MRCS Feb 22nd 1856; FRCS May 15th 1856; BA Oxon 1852; MA 1855; MB 1856; MRCP Lond 1856; FRCP 1863.

Born
5 July 1830
London
Died
5 July 1891
Wandsworth
Occupation
Physician

Details

Born in Spitalfields on July 5th, 1830, the only son of the Rev William Stone, Rector of Christchurch, Spitalfields, and later Canon of Canterbury. Canon Stone was a man of commanding presence, great learning, and wide culture, and earnestly desired that his son should become a scholar and an ornament of the Church. The boy was brought up in refined surroundings and in a deeply religious atmosphere. He took to classics with avidity, and at seven years old showed what later proved a life-long tendency - that of branching off at a tangent from one pursuit to another. He was found attending alone the lectures at the Royal Institution, and was questioned one evening as to whether he understood them. His answers were so satisfactory that the managers put him on the free list for a term of years. He became a brilliant student at Charterhouse School, where he was educated from 1843-1849 and won the Gold Medal. He matriculated from Balliol College, Oxford, on Nov 30th, 1848, having gained a scholarship there which he held until 1855. He graduated BA in Michaelmas Term after gaining a 1st class in Literae Humaniores ('Greats') and a 2nd class in mathematics, though it is not recorded in the Oxford Historical Register.
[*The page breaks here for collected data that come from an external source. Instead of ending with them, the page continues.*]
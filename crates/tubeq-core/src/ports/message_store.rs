//! MessageStore port - message body の保存先
//!
//! tube は順序・状態・lease などのメタデータだけを持ち、payload は
//! このポートの向こうに置きます。engine は store を呼ぶ間 tube の
//! ロックを保持しません。

use crate::domain::{MessageId, Payload};

/// Low-level storage errors. Store operations only fail with
/// infrastructure errors, never domain errors.
#[derive(Debug, Clone, PartialEq, Eq, thiserror::Error)]
pub enum StorageError {
    #[error("storage unavailable: {0}")]
    Unavailable(String),

    #[error("message body missing for {0}")]
    MissingBody(MessageId),

    #[error("storage error: {0}")]
    Backend(String),
}

pub type StorageResult<T> = std::result::Result<T, StorageError>;

/// Storage for message bodies. Implementations must be thread-safe.
///
/// Keys are engine-wide unique message ids, so one store can serve every
/// tube of a broker.
pub trait MessageStore: Send + Sync {
    /// Store the body of a new message.
    fn put(&self, id: MessageId, payload: &Payload) -> StorageResult<()>;

    /// Read a body. `Ok(None)` when nothing is stored under `id`.
    fn get(&self, id: MessageId) -> StorageResult<Option<Payload>>;

    /// Delete a body. Deleting a missing body is not an error.
    fn remove(&self, id: MessageId) -> StorageResult<()>;

    /// Cheap reachability check for health checks. `count` cannot tell an
    /// empty tube from an unreachable store; this can.
    fn ping(&self) -> StorageResult<()> {
        Ok(())
    }
}
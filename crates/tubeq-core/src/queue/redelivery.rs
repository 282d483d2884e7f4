//! Redelivery policy: decides what an expired lease does to its message.

/// What the scheduler does with a message whose lease expired.
#[derive(Debug, Clone, Copy, PartialEq, Eq)]
pub enum ExpiryAction {
    /// Back to ready, at the back of its priority class.
    Redeliver,

    /// Out of normal scheduling until kicked or finished.
    Bury,
}

/// Redelivery policy for expired leases.
///
/// Without a limit every expired lease is redelivered (plain at-least-once).
/// With `max_reserves = Some(n)`, a message that has already been handed out
/// `n` times is buried the next time its lease expires.
#[derive(Debug, Clone, Copy, Default, PartialEq, Eq)]
pub struct RedeliveryPolicy {
    pub max_reserves: Option<u32>,
}

impl RedeliveryPolicy {
    pub fn unlimited() -> Self {
        Self { max_reserves: None }
    }

    pub fn bury_after(max_reserves: u32) -> Self {
        Self {
            max_reserves: Some(max_reserves),
        }
    }

    /// # Arguments
    /// * `reserve_count` - Reservations delivered so far, including the one
    ///   that just expired.
    pub fn on_expiry(&self, reserve_count: u32) -> ExpiryAction {
        match self.max_reserves {
            Some(max) if reserve_count >= max => ExpiryAction::Bury,
            _ => ExpiryAction::Redeliver,
        }
    }
}
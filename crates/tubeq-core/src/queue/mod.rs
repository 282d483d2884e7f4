//! Queue module: tube state, leases, redelivery policy, and the in-memory
//! engine behind the `JobQueue` trait.

mod lease;
mod memory;
mod record;
mod redelivery;
mod tube;

pub use memory::{TubeParts, TubeQueue};
pub use record::MessageRecord;
pub use redelivery::{ExpiryAction, RedeliveryPolicy};
pub use tube::TickReport;

use std::time::Duration;

use async_trait::async_trait;
use tokio::time::Instant;

use crate::domain::{
    LeaseId, Message, MessageId, Payload, QueueError, ReleaseOptions, SubmitOptions, TubeName,
    TubeStats,
};

/// A message handed out by `reserve`, with the lease that covers it.
///
/// The worker holding this must `finish`, `release` or `bury` it (through
/// `lease`) before `message.due_at`, or `touch` it to get more time. Once the
/// scheduler reclaims the lease every operation on it fails with `NotFound`.
#[derive(Debug, Clone)]
pub struct Reservation {
    pub lease: LeaseId,
    pub message: Message,
}

impl Reservation {
    pub fn id(&self) -> MessageId {
        self.message.id
    }

    pub fn payload(&self) -> &Payload {
        &self.message.payload
    }

    pub fn job_ref(&self) -> JobRef {
        JobRef::Lease(self.lease)
    }
}

/// What `finish` acts on.
///
/// - `Lease`: a reserved message, through the lease that reserved it.
/// - `Message`: a buried message, by id.
#[derive(Debug, Clone, Copy, PartialEq, Eq)]
pub enum JobRef {
    Lease(LeaseId),
    Message(MessageId),
}

impl From<LeaseId> for JobRef {
    fn from(value: LeaseId) -> Self {
        JobRef::Lease(value)
    }
}

impl From<MessageId> for JobRef {
    fn from(value: MessageId) -> Self {
        JobRef::Message(value)
    }
}

impl From<&Reservation> for JobRef {
    fn from(value: &Reservation) -> Self {
        value.job_ref()
    }
}

/// Job queue port (interface).
///
/// `TubeQueue` is the in-memory engine; a networked client would implement
/// the same trait.
#[async_trait]
pub trait JobQueue: Send + Sync {
    fn name(&self) -> &TubeName;

    /// Enqueue a new message. Never blocks.
    async fn submit(&self, payload: Payload, options: SubmitOptions)
    -> Result<MessageId, QueueError>;

    /// Reserve the next ready message.
    ///
    /// - `Some(Duration::ZERO)`: do not wait.
    /// - `Some(d)`: wait up to `d`.
    /// - `None`: use the tube's default reserve timeout (forever unless
    ///   configured).
    ///
    /// `Ok(None)` means the wait ended with nothing to hand out.
    async fn reserve(&self, timeout: Option<Duration>) -> Result<Option<Reservation>, QueueError>;

    /// Reserve and finish in one step. The returned message is `Done`.
    async fn take(&self, timeout: Option<Duration>) -> Result<Option<Message>, QueueError>;

    async fn release(&self, lease: LeaseId, options: ReleaseOptions) -> Result<(), QueueError>;

    async fn finish(&self, target: JobRef) -> Result<(), QueueError>;

    async fn bury(&self, lease: LeaseId) -> Result<(), QueueError>;

    /// Same as `bury`.
    async fn abort(&self, lease: LeaseId) -> Result<(), QueueError> {
        self.bury(lease).await
    }

    async fn kick(&self, id: MessageId) -> Result<(), QueueError>;

    /// Kick up to `limit` buried messages; returns how many moved.
    async fn kick_many(&self, limit: usize) -> Result<usize, QueueError>;

    /// Restart the lease's ttr; returns the new deadline.
    async fn touch(&self, lease: LeaseId) -> Result<Instant, QueueError>;

    /// Up to `limit` ready messages in delivery order, without changing
    /// anything. Store failures yield an empty list.
    async fn peek(&self, limit: usize) -> Result<Vec<Message>, QueueError>;

    /// Inspect one live message in any state.
    async fn get(&self, id: MessageId) -> Result<Message, QueueError>;

    /// Number of ready messages. Never fails; an unusable tube reports 0.
    async fn count(&self) -> usize;

    async fn stats(&self) -> TubeStats;

    /// Remove every message in every state; returns how many were removed.
    async fn flush(&self) -> Result<usize, QueueError>;

    /// Health check for the backing store.
    async fn ping(&self) -> Result<(), QueueError>;
}
//! Typed - 型付き Job API
//!
//! エンジンは payload をバイト列のまま扱う。この層は JSON を介して
//! Rust の型と payload を対応付け、Job 型と tube の取り違えを型で防ぐ。
//!
//! # 二層構造
//! - **表層（Typed）**: `Job` trait, `Handler<J>` trait, `TypedQueue<J>` - 型安全
//! - **内部（Dyn）**: `JobHandler` trait - object-safe, `WorkerPool` が使う

pub mod codec;
pub mod handler;
pub mod job;

// 主要な trait/型 を再エクスポート
pub use self::codec::{CodecError, PayloadCodec};
pub use self::handler::{Handler, TypedHandler};
pub use self::job::{Job, TypedError, TypedQueue};
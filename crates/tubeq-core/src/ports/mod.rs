//! Ports - 抽象化レイヤー
//!
//! engine が外部に依存する部分（時刻、ID 採番、message body の保存先）を
//! trait として切り出しています。

pub mod clock;
pub mod id_generator;
pub mod message_store;

pub use self::clock::{Clock, FixedClock, SystemClock};
pub use self::id_generator::{IdGenerator, UlidGenerator};
pub use self::message_store::{MessageStore, StorageError, StorageResult};
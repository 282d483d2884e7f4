//! PayloadCodec - 型付きの値と Payload の相互変換
//!
//! エンジン自体は payload をバイト列のまま扱う。JSON への変換は
//! この層だけで行う。

use serde::Serialize;
use serde::de::DeserializeOwned;

use crate::domain::Payload;

#[derive(Debug, thiserror::Error)]
pub enum CodecError {
    #[error("json encode: {0}")]
    Encode(#[source] serde_json::Error),

    #[error("json decode: {0}")]
    Decode(#[source] serde_json::Error),
}

/// JSON codec for payloads.
pub struct PayloadCodec;

impl PayloadCodec {
    pub fn encode<T: Serialize>(value: &T) -> Result<Payload, CodecError> {
        serde_json::to_vec(value)
            .map(Payload::from)
            .map_err(CodecError::Encode)
    }

    pub fn decode<T: DeserializeOwned>(payload: &Payload) -> Result<T, CodecError> {
        serde_json::from_slice(payload.as_bytes()).map_err(CodecError::Decode)
    }
}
Stone became a student at St Thomas's Hospital, his love for physical science having been fostered by John Jackson, of Church Street, Spitalfields, who was a skilful microscopist. In him physic and physics were seen working together so naturally, says Dr William Ord, that his young friend was led to choose a profession in which both could take part. He was as brilliant at St Thomas's as at school and college. He took without difficulty the entrance scholarship in Classics and Mathematics, and ended by obtaining the Treasurer's Medal at St Thomas's, which is awarded for general proficiency. His studies were completed in Paris, where he was a pupil of Richet.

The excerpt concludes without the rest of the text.